Na segunda confusão da noite desta terça-feira, 31, o presidente da Câmara em exercício, Fábio Ramalho (PMDB-MG), bateu boca com o deputado José Carlos Aleluia (DEM-BA). A discussão começou quando Aleluia, que é baiano, criticou o projeto que estava em votação e que propõe incluir cerca de 80 municípios de Minas Gerais e do Espírito Santo na área de abrangência da Superintendência de Desenvolvimento do Nordeste (Sudene).
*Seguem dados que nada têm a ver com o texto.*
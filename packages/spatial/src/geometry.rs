//! Geometry capabilities required by tract imputation and grid building.
//!
//! The census and grid algorithms only ever ask three questions of a tract
//! polygon, captured by [`TractGeometry`]. Any computational-geometry
//! backend can answer them; [`geo::MultiPolygon`] is the one used by the
//! loaders in this crate.

use geo::{Area, BooleanOps, BoundingRect, Intersects, MultiPolygon, Rect, coord};

/// Axis-aligned bounding box in `(x = lon, y = lat)` order.
#[derive(Debug, Clone, Copy, PartialEq)]
pub struct Bounds {
    pub min_x: f64,
    pub min_y: f64,
    pub max_x: f64,
    pub max_y: f64,
}

impl Bounds {
    #[must_use]
    pub const fn new(min_x: f64, min_y: f64, max_x: f64, max_y: f64) -> Self {
        Self {
            min_x,
            min_y,
            max_x,
            max_y,
        }
    }
}

impl From<Rect<f64>> for Bounds {
    fn from(rect: Rect<f64>) -> Self {
        Self::new(rect.min().x, rect.min().y, rect.max().x, rect.max().y)
    }
}

/// Capabilities a tract polygon must provide.
pub trait TractGeometry {
    /// Whether the two geometries share any point, boundaries included.
    fn intersects(&self, other: &Self) -> bool;

    /// Bounding box and planar area, or `None` for an empty geometry.
    fn bounds_and_area(&self) -> Option<(Bounds, f64)>;

    /// Planar area of the overlap between this geometry and a box.
    fn box_overlap_area(&self, cell: &Bounds) -> f64;
}

impl TractGeometry for MultiPolygon<f64> {
    fn intersects(&self, other: &Self) -> bool {
        Intersects::intersects(self, other)
    }

    fn bounds_and_area(&self) -> Option<(Bounds, f64)> {
        let rect = self.bounding_rect()?;
        Some((Bounds::from(rect), self.unsigned_area()))
    }

    fn box_overlap_area(&self, cell: &Bounds) -> f64 {
        let rect = Rect::new(
            coord! { x: cell.min_x, y: cell.min_y },
            coord! { x: cell.max_x, y: cell.max_y },
        );
        self.intersection(&rect.to_polygon()).unsigned_area()
    }
}
#![cfg_attr(feature = "fail-on-warnings", deny(warnings))]
#![warn(clippy::all, clippy::pedantic, clippy::nursery, clippy::cargo)]
#![allow(clippy::multiple_crate_versions, clippy::cargo_common_metadata)]

//! Attributes route geometry to census tracts and summarizes the result.
//!
//! A [`attributor::PolylineAttributor`] walks a polyline, resolves sample
//! points through the region's grid index, and accumulates weighted counts
//! in a [`histogram::UsageHistogram`]. The histogram then yields a tract
//! diversity score ([`hmi::entropy`]) and a distance-weighted household
//! median income ([`hmi::weighted_hmi`]), optionally with a bootstrap
//! confidence interval.

pub mod attributor;
pub mod histogram;
pub mod hmi;
pub mod report;

use route_equity_bootstrap::BootstrapError;
use thiserror::Error;

/// Errors that can occur while summarizing attributed routes.
#[derive(Debug, Error)]
pub enum AttributionError {
    /// Nothing remained to average once tracts without income were dropped.
    #[error("No tracts with income data remain in the histogram")]
    EmptyHistogram,

    /// Bootstrap options were rejected.
    #[error(transparent)]
    Bootstrap(#[from] BootstrapError),
}
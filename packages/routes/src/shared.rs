//! Pairing of two route sets by route identifier.

use route_equity_route_models::{RoutePolyline, RouteSet};
use serde::{Deserialize, Serialize};

/// The two algorithms' routes for one identifier.
#[derive(Debug, Clone, Copy)]
pub struct RoutePair<'a> {
    pub id: &'a str,
    pub a: &'a RoutePolyline,
    pub b: &'a RoutePolyline,
}

#[derive(Debug, Clone, Copy, Default, PartialEq, Eq, Serialize, Deserialize)]
#[serde(rename_all = "camelCase")]
pub struct PairingReport {
    pub routes_a: usize,
    pub routes_b: usize,
    /// Identifiers present in both sets.
    pub shared: usize,
    /// Shared identifiers dropped because both travel times were equal.
    pub unchanged: usize,
    pub retained: usize,
}

/// Pairs routes present in both sets, in identifier order.
///
/// With `only_different`, pairs whose travel times compare equal are
/// dropped. The comparison is exact `==` on the raw `f64` values with no
/// tolerance, so `600.0` and `600.000_000_1` count as different.
#[must_use]
#[allow(clippy::float_cmp)]
pub fn pair_routes<'a>(
    a: &'a RouteSet,
    b: &'a RouteSet,
    only_different: bool,
) -> (Vec<RoutePair<'a>>, PairingReport) {
    let mut report = PairingReport {
        routes_a: a.len(),
        routes_b: b.len(),
        ..PairingReport::default()
    };

    let pairs: Vec<RoutePair<'a>> = a
        .iter()
        .filter_map(|route_a| {
            let route_b = b.get(&route_a.id)?;
            report.shared += 1;
            if only_different && route_a.travel_time_secs == route_b.travel_time_secs {
                report.unchanged += 1;
                return None;
            }
            Some(RoutePair {
                id: &route_a.id,
                a: route_a,
                b: route_b,
            })
        })
        .collect();

    report.retained = pairs.len();
    log::info!(
        "{} x {}: {} shared routes, {} unchanged dropped, {} retained",
        a.label,
        b.label,
        report.shared,
        report.unchanged,
        report.retained
    );
    (pairs, report)
}

#[cfg(test)]
mod tests {
    use route_equity_route_models::LatLon;

    use super::*;

    fn route(id: &str, time: f64) -> RoutePolyline {
        RoutePolyline::new(id.to_string(), vec![LatLon::new(0.0, 0.0)], time)
    }

    fn sets() -> (RouteSet, RouteSet) {
        let mut a = RouteSet::new("a");
        let mut b = RouteSet::new("b");
        for (id, ta, tb) in [("1", 600.0, 600.0), ("2", 600.0, 600.000_000_1), ("3", 10.0, 20.0)] {
            a.insert(route(id, ta));
            b.insert(route(id, tb));
        }
        a.insert(route("only-a", 1.0));
        b.insert(route("only-b", 1.0));
        (a, b)
    }

    #[test]
    fn keeps_only_shared_ids() {
        let (a, b) = sets();
        let (pairs, report) = pair_routes(&a, &b, false);
        let ids: Vec<&str> = pairs.iter().map(|p| p.id).collect();
        assert_eq!(ids, vec!["1", "2", "3"]);
        assert_eq!(report.shared, 3);
        assert_eq!(report.unchanged, 0);
    }

    #[test]
    fn drops_exactly_equal_times_only() {
        let (a, b) = sets();
        let (pairs, report) = pair_routes(&a, &b, true);
        let ids: Vec<&str> = pairs.iter().map(|p| p.id).collect();
        assert_eq!(ids, vec!["2", "3"]);
        assert_eq!(report.unchanged, 1);
        assert_eq!(report.retained, 2);
    }
}
//! Household median income per census tract.
//!
//! Parks, water, and other non-residential tracts usually have no income
//! figure. Such tracts take the mean of their intersecting neighbors'
//! reported values; a tract with no reporting neighbor stays
//! [`Hmi::Missing`] and is excluded downstream.

use std::io::Read;

use route_equity_geography_models::{Hmi, TractIndex};
use route_equity_spatial::{TractBoundaries, TractGeometry};
use serde::Serialize;

use crate::GeoError;
use crate::normalize::{COMPOSITE_SEPARATOR, Resolution, TractIdResolver};

/// One raw row of the income table.
#[derive(Debug, Clone, PartialEq, Eq)]
pub struct IncomeRecord {
    pub tract_id: String,
    pub raw_value: String,
}

/// Where the tract identifier and income value live in the income CSV.
#[derive(Debug, Clone)]
pub struct IncomeColumns {
    /// First identifier column.
    pub id_column: String,
    /// Number of consecutive columns, starting at `id_column`, joined into
    /// a composite identifier.
    pub id_span: usize,
    pub value_column: String,
}

impl Default for IncomeColumns {
    fn default() -> Self {
        Self {
            id_column: "ID".to_string(),
            id_span: 1,
            value_column: "HMI".to_string(),
        }
    }
}

/// Reads raw income rows. Rows too short to hold the configured columns
/// are skipped; the number skipped is returned alongside the records.
///
/// # Errors
///
/// Returns an error if the CSV cannot be read or a configured column is
/// absent from the header.
pub fn read_income_records<R: Read>(
    reader: R,
    columns: &IncomeColumns,
) -> Result<(Vec<IncomeRecord>, usize), GeoError> {
    let mut csv = csv::ReaderBuilder::new().flexible(true).from_reader(reader);
    let headers = csv.headers()?.clone();

    let position = |name: &str| {
        headers
            .iter()
            .position(|h| h.trim() == name)
            .ok_or_else(|| GeoError::MissingColumn {
                column: name.to_string(),
            })
    };
    let id_idx = position(&columns.id_column)?;
    let value_idx = position(&columns.value_column)?;
    let span = columns.id_span.max(1);

    let mut records = Vec::new();
    let mut skipped = 0;
    for row in csv.records() {
        let row = row?;
        let id_parts: Option<Vec<&str>> = (id_idx..id_idx + span).map(|i| row.get(i)).collect();
        match (id_parts, row.get(value_idx)) {
            (Some(parts), Some(value)) => records.push(IncomeRecord {
                tract_id: parts.join(COMPOSITE_SEPARATOR),
                raw_value: value.to_string(),
            }),
            _ => skipped += 1,
        }
    }

    if skipped > 0 {
        log::warn!("Skipped {skipped} short income rows");
    }
    Ok((records, skipped))
}

/// Counters describing how the income table was assembled.
#[derive(Debug, Clone, Default, PartialEq, Eq, Serialize)]
#[serde(rename_all = "camelCase")]
pub struct IncomeBuildReport {
    pub records: usize,
    /// Records whose identifier matched no tract.
    pub unmatched: usize,
    /// Records matched only through the fallback prefix.
    pub prefixed_matches: usize,
    /// Tracts whose record was non-numeric or non-positive.
    pub invalid: usize,
    /// Invalid tracts filled from their neighbors.
    pub imputed: usize,
    /// Invalid tracts with no reporting neighbor.
    pub unimputable: usize,
    /// Tracts that never appeared in the income records.
    pub unreported: usize,
}

/// Immutable tract index to income table.
#[derive(Debug, Clone, PartialEq)]
pub struct CensusIncomeTable {
    values: Vec<Hmi>,
}

impl CensusIncomeTable {
    #[must_use]
    pub const fn from_values(values: Vec<Hmi>) -> Self {
        Self { values }
    }

    /// Income of a tract. Unknown tract indices are [`Hmi::Missing`].
    #[must_use]
    pub fn get(&self, tract: TractIndex) -> Hmi {
        self.values.get(tract.0).copied().unwrap_or(Hmi::Missing)
    }

    #[must_use]
    pub fn len(&self) -> usize {
        self.values.len()
    }

    #[must_use]
    pub fn is_empty(&self) -> bool {
        self.values.is_empty()
    }

    /// Joins income records to tract boundaries and imputes the gaps.
    ///
    /// When a tract has several records the last one wins. Imputation
    /// only ever averages values taken from the records, never other
    /// imputed values.
    #[must_use]
    pub fn build<G: TractGeometry>(
        records: &[IncomeRecord],
        boundaries: &TractBoundaries<G>,
        resolver: &TractIdResolver,
    ) -> (Self, IncomeBuildReport) {
        let mut report = IncomeBuildReport {
            records: records.len(),
            ..IncomeBuildReport::default()
        };
        let mut values: Vec<Option<Hmi>> = vec![None; boundaries.len()];

        for record in records {
            let Some(resolution) = resolver.resolve(&record.tract_id) else {
                log::debug!("No tract for income record '{}'", record.tract_id);
                report.unmatched += 1;
                continue;
            };
            if matches!(resolution, Resolution::Prefixed(_)) {
                report.prefixed_matches += 1;
            }
            if let Some(slot) = values.get_mut(resolution.index().0) {
                *slot = Some(Hmi::parse(&record.raw_value));
            }
        }

        let has_record: Vec<bool> = values.iter().map(Option::is_some).collect();
        report.unreported = has_record.iter().filter(|&&seen| !seen).count();
        let mut values: Vec<Hmi> = values
            .into_iter()
            .map(|value| value.unwrap_or(Hmi::Missing))
            .collect();

        let invalid: Vec<TractIndex> = boundaries
            .iter()
            .map(|tract| tract.index)
            .filter(|index| has_record[index.0] && values[index.0].is_missing())
            .collect();
        report.invalid = invalid.len();

        let imputations: Vec<(TractIndex, Option<f64>)> = invalid
            .iter()
            .map(|&index| {
                let neighbors: Vec<f64> = boundaries
                    .neighbors(index)
                    .into_iter()
                    .filter_map(|n| values[n.0].reported())
                    .collect();
                (index, mean(&neighbors))
            })
            .collect();

        for (index, imputed) in imputations {
            if let Some(value) = imputed {
                values[index.0] = Hmi::Imputed(value);
                report.imputed += 1;
            } else {
                log::debug!("Tract {index} has no neighbor with reported income");
                report.unimputable += 1;
            }
        }

        log::info!(
            "Income table: {} tracts, {} invalid, {} imputed, {} without usable neighbors, {} unmatched records",
            values.len(),
            report.invalid,
            report.imputed,
            report.unimputable,
            report.unmatched
        );

        (Self { values }, report)
    }
}

#[allow(clippy::cast_precision_loss)]
fn mean(values: &[f64]) -> Option<f64> {
    if values.is_empty() {
        None
    } else {
        Some(values.iter().sum::<f64>() / values.len() as f64)
    }
}
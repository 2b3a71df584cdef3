#![cfg_attr(feature = "fail-on-warnings", deny(warnings))]
#![warn(clippy::all, clippy::pedantic, clippy::nursery, clippy::cargo)]
#![allow(clippy::multiple_crate_versions, clippy::cargo_common_metadata)]

//! Grid cell, census tract, and household median income types.
//!
//! Coordinates are discretized into fixed-precision grid cells, and grid
//! cells resolve to census tracts. Every precomputed grid/tract artifact is
//! tied to [`GRID_PRECISION`]; changing it invalidates all of them.

use serde::{Deserialize, Serialize};

/// Number of decimal digits kept when discretizing a coordinate.
pub const GRID_PRECISION: u32 = 3;

/// Multiplier applied to a coordinate before rounding (`10^GRID_PRECISION`).
pub const GRID_SCALE: f64 = 1_000.0;

/// Converts a latitude or longitude into its integer grid coordinate.
///
/// `35.2358 -> 35236`, `-74.5233 -> -74523`. Exact halves round to the
/// nearest even integer so that artifacts produced by other tools agree.
#[must_use]
#[allow(clippy::cast_possible_truncation)]
pub fn grid_coord(value: f64) -> i32 {
    (value * GRID_SCALE).round_ties_even() as i32
}

/// Converts an integer grid coordinate back to the coordinate of the
/// cell's lower edge.
#[must_use]
pub fn cell_edge(coord: i32) -> f64 {
    f64::from(coord) / GRID_SCALE
}

/// A discretized coordinate cell (~111 m in the latitude direction).
#[derive(Debug, Clone, Copy, PartialEq, Eq, PartialOrd, Ord, Hash, Serialize, Deserialize)]
pub struct GridCell {
    /// Scaled latitude.
    pub row: i32,
    /// Scaled longitude.
    pub col: i32,
}

impl GridCell {
    /// Creates a cell from already scaled row/column values.
    #[must_use]
    pub const fn new(row: i32, col: i32) -> Self {
        Self { row, col }
    }

    /// Discretizes a `(lat, lon)` coordinate.
    #[must_use]
    pub fn from_lat_lon(lat: f64, lon: f64) -> Self {
        Self {
            row: grid_coord(lat),
            col: grid_coord(lon),
        }
    }
}

/// Position of a census tract in the ordered tract boundary collection.
#[derive(
    Debug, Clone, Copy, PartialEq, Eq, PartialOrd, Ord, Hash, Serialize, Deserialize,
)]
#[serde(transparent)]
pub struct TractIndex(pub usize);

impl std::fmt::Display for TractIndex {
    fn fmt(&self, f: &mut std::fmt::Formatter<'_>) -> std::fmt::Result {
        write!(f, "{}", self.0)
    }
}

/// Household median income of a census tract.
///
/// Non-numeric and non-positive source values are both treated as
/// missing. A missing tract must be imputed or excluded; it never
/// contributes a placeholder value to an average.
#[derive(Debug, Clone, Copy, PartialEq, Serialize, Deserialize)]
#[serde(tag = "kind", content = "value", rename_all = "camelCase")]
pub enum Hmi {
    /// Valid value taken from the income records.
    Reported(f64),
    /// Mean of the reported values of intersecting neighbor tracts.
    Imputed(f64),
    /// No usable value.
    Missing,
}

impl Hmi {
    /// Validates a raw income field.
    ///
    /// Returns [`Hmi::Missing`] for anything that is not a finite number
    /// greater than zero.
    #[must_use]
    pub fn parse(raw: &str) -> Self {
        match raw.trim().parse::<f64>() {
            Ok(value) if value.is_finite() && value > 0.0 => Self::Reported(value),
            _ => Self::Missing,
        }
    }

    /// The usable income value, if any.
    #[must_use]
    pub const fn value(self) -> Option<f64> {
        match self {
            Self::Reported(v) | Self::Imputed(v) => Some(v),
            Self::Missing => None,
        }
    }

    /// Only values that came straight from the income records.
    #[must_use]
    pub const fn reported(self) -> Option<f64> {
        match self {
            Self::Reported(v) => Some(v),
            Self::Imputed(_) | Self::Missing => None,
        }
    }

    #[must_use]
    pub const fn is_missing(self) -> bool {
        matches!(self, Self::Missing)
    }
}

#[cfg(test)]
mod tests {
    use super::*;

    #[test]
    fn discretizes_coordinates() {
        assert_eq!(grid_coord(35.2358), 35_236);
        assert_eq!(grid_coord(-74.5233), -74_523);
        assert_eq!(grid_coord(40.523), 40_523);
    }

    #[test]
    fn exact_halves_round_to_even() {
        assert_eq!(grid_coord(0.0005), 0);
        assert_eq!(grid_coord(0.0015), 2);
        assert_eq!(grid_coord(0.0025), 2);
        assert_eq!(grid_coord(0.0035), 4);
        assert_eq!(grid_coord(-0.0025), -2);
        assert_eq!(grid_coord(0.0125), 12);
    }

    #[test]
    fn cell_from_lat_lon_uses_lat_as_row() {
        let cell = GridCell::from_lat_lon(37.7749, -122.4194);
        assert_eq!(cell, GridCell::new(37_775, -122_419));
    }

    #[test]
    fn parses_valid_income() {
        assert_eq!(Hmi::parse("52000"), Hmi::Reported(52_000.0));
        assert_eq!(Hmi::parse(" 61250.5 "), Hmi::Reported(61_250.5));
    }

    #[test]
    fn non_numeric_and_non_positive_income_is_missing() {
        assert_eq!(Hmi::parse("-"), Hmi::Missing);
        assert_eq!(Hmi::parse(""), Hmi::Missing);
        assert_eq!(Hmi::parse("0"), Hmi::Missing);
        assert_eq!(Hmi::parse("-666666666"), Hmi::Missing);
        assert_eq!(Hmi::parse("NaN"), Hmi::Missing);
    }

    #[test]
    fn imputed_values_are_usable_but_not_reported() {
        let hmi = Hmi::Imputed(15.0);
        assert_eq!(hmi.value(), Some(15.0));
        assert_eq!(hmi.reported(), None);
        assert!(Hmi::Missing.value().is_none());
    }
}
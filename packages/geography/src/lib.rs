#![cfg_attr(feature = "fail-on-warnings", deny(warnings))]
#![warn(clippy::all, clippy::pedantic, clippy::nursery, clippy::cargo)]
#![allow(clippy::multiple_crate_versions, clippy::cargo_common_metadata)]

//! Grid and census lookups for a single geographic region.
//!
//! [`grid::GridIndex`] resolves discretized coordinates to census tracts and
//! [`income::CensusIncomeTable`] attaches household median income to each
//! tract, imputing gaps from intersecting neighbors. Both are built once per
//! region and stay immutable for the duration of an analysis run.

pub mod grid;
pub mod income;
pub mod normalize;

use thiserror::Error;

/// Errors that can occur while loading or building geography artifacts.
#[derive(Debug, Error)]
pub enum GeoError {
    /// Reading or writing a file failed.
    #[error("IO error: {0}")]
    Io(#[from] std::io::Error),

    /// CSV parsing or writing failed.
    #[error("CSV error: {0}")]
    Csv(#[from] csv::Error),

    /// Tract boundaries could not be loaded.
    #[error("Spatial error: {0}")]
    Spatial(#[from] route_equity_spatial::SpatialError),

    /// A required column is absent from a CSV header.
    #[error("Missing column '{column}'")]
    MissingColumn {
        /// Name of the column that was expected.
        column: String,
    },

    /// A CSV header did not match the expected layout.
    #[error("Unexpected header: expected {expected}, found {found}")]
    UnexpectedHeader {
        /// The expected header, comma separated.
        expected: String,
        /// The header that was found, comma separated.
        found: String,
    },
}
Na prática, isso significa que os novos municípios também serão beneficiados com os recursos do órgão, tirando assim investimentos que poderiam ser destinados a Estados nordestinos. O projeto foi aprovado por 294 votos a favor e 41 contra.

Mineiro, Ramalho segurou a sessão até depois das 23 horas para que o projeto fosse aprovado. Em troca do expediente até mais tarde, Fabinho, como é conhecido, prometeu aos deputados não abrir o painel de votações nesta quarta-feira, o que, na prática, libera os parlamentares a ir embora de Brasília e antecipar o feriado de Finados.

Mais cedo, Fabinho já havia protagonizado uma cena inusitada quando ignorou o presidente do Senado, Eunício Oliveira (PMDB-CE), e impediu a realização de uma sessão do Congresso para que a votação do projeto da Sudene acontecesse ainda nesta terça. O deputado mineiro está no exercício da presidência da Câmara esta semana porque Rodrigo Maia (DEM-RJ) está em viagem no exterior.